Starting a new environment is just the first step, as you also need to ensure that the environment is properly populated with data. There are generally two options for this: generating artificial data or copying data from the production environment. If you choose to copy the data, you need to consider the right strategy, such as zero-copy clones or data sampling. Additionally, you must ensure that production data is properly masked to protect sensitive information. There are other considerations as well, such as development, staging, and acceptance environments, which must not be neglected if you want people to use them effectively.
Copying data can have drawbacks as it may not fully test all parts of your integrations, such as the Fivetran connector configuration. Having a development data source from the other party is ideal, but not always possible. Therefore, it’s important to have a strategy in place to validate if your syncs are correct. Additionally, when using third-party integrations, it’s important to consider if you can fully trust them without any validations.
Having a strategy to identify and respond to any schema violations is also important. Although you may catch them in production, the earlier you detect any discrepancies, the faster you can react and minimize the impact.
What about the orchestration layer? How do you ensure that your new job is configured correctly and scheduled properly? I’ve seen companies get caught off guard by the fact that orchestrators are typically based on UTC time, resulting in reports being sent at different times during daylight savings time. This may not be acceptable, but without proper means of verification, you may not realize it is happening.
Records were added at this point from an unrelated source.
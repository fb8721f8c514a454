//! Geometry and drawing contract for Trellis.
//!
//! This crate defines the integer geometry used by cell layout and the
//! [`RenderTarget`] trait through which cell renderers draw. It does not
//! rasterize anything; hosts adapt their own surface to `RenderTarget`, or
//! record into a [`DisplayList`].
//!
//! ```
//! use trellis_render::{DisplayList, PaintState, Rect, RenderTarget};
//!
//! let mut list = DisplayList::new();
//! list.draw_text(Rect::new(0, 0, 80, 16), "hello", PaintState::default());
//! assert_eq!(list.texts()[0].1, "hello");
//! ```

mod display_list;
mod error;
mod target;
mod types;

pub use display_list::{DisplayList, DrawCommand};
pub use error::{RenderError, RenderResult};
pub use target::{CheckMark, PaintState, RenderTarget};
pub use types::{Border, Color, Point, Rect, Size};
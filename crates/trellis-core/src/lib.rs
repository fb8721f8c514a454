//! Core systems for Trellis.
//!
//! This crate provides the plumbing shared by the cell-area engine:
//!
//! - **Signals**: synchronous callback lists that tolerate re-entrant slots
//! - **Properties**: change-detecting fields and property-bag descriptors
//! - **Values**: the runtime-typed [`Value`] and its transform table
//! - **Logging**: tracing targets, perf spans and a tree formatter
//!
//! # Signal/Slot Example
//!
//! ```
//! use trellis_core::Signal;
//!
//! let value_changed = Signal::<i32>::new();
//! let conn_id = value_changed.connect(|value| {
//!     println!("Value changed to: {}", value);
//! });
//! value_changed.emit(42);
//! value_changed.disconnect(conn_id);
//! ```
//!
//! # Value Example
//!
//! ```
//! use trellis_core::{Value, ValueType};
//!
//! let cell = Value::from(true);
//! assert_eq!(cell.transform(ValueType::Int).unwrap(), Value::Int(1));
//! ```

mod error;
pub mod logging;
pub mod property;
pub mod signal;
pub mod value;

pub use error::{CoreError, Result, ValueError};
pub use logging::{PerfSpan, TreeFormatOptions, TreeStyle, TreeWriter};
pub use property::{Property, PropertyError, PropertyInfo};
pub use signal::{ConnectionId, Signal};
pub use value::{ObjectValue, Value, ValueType};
Lastly, how would you go about testing your visualization layer? Some teams make the mistake of solely testing the final model that is utilized by their BI tool, overlooking crucial factors such as loading performance and any custom transformations implemented in the BI tool. To limit implications of this integration, you can take advantage of the tool’s caching capabilities and promote a culture of limiting transformations in the BI layer, with all transformations applied at the transformation layer. However, achieving this may require additional tools for business users, such as data catalogs, to quickly locate what they need and avoid reverting to old habits of duplicating logic within the tool.
Conclusion
Some might argue that this was more of a rant than a regular post, but I had to share my thoughts with the broader community and see if my fellow engineers feel the same way. I pointed out several issues that are contributing to the current testing landscape around data, and I truly want it to change. However, without enough traction and stakeholders who understand the value of testing, the change will come slowly.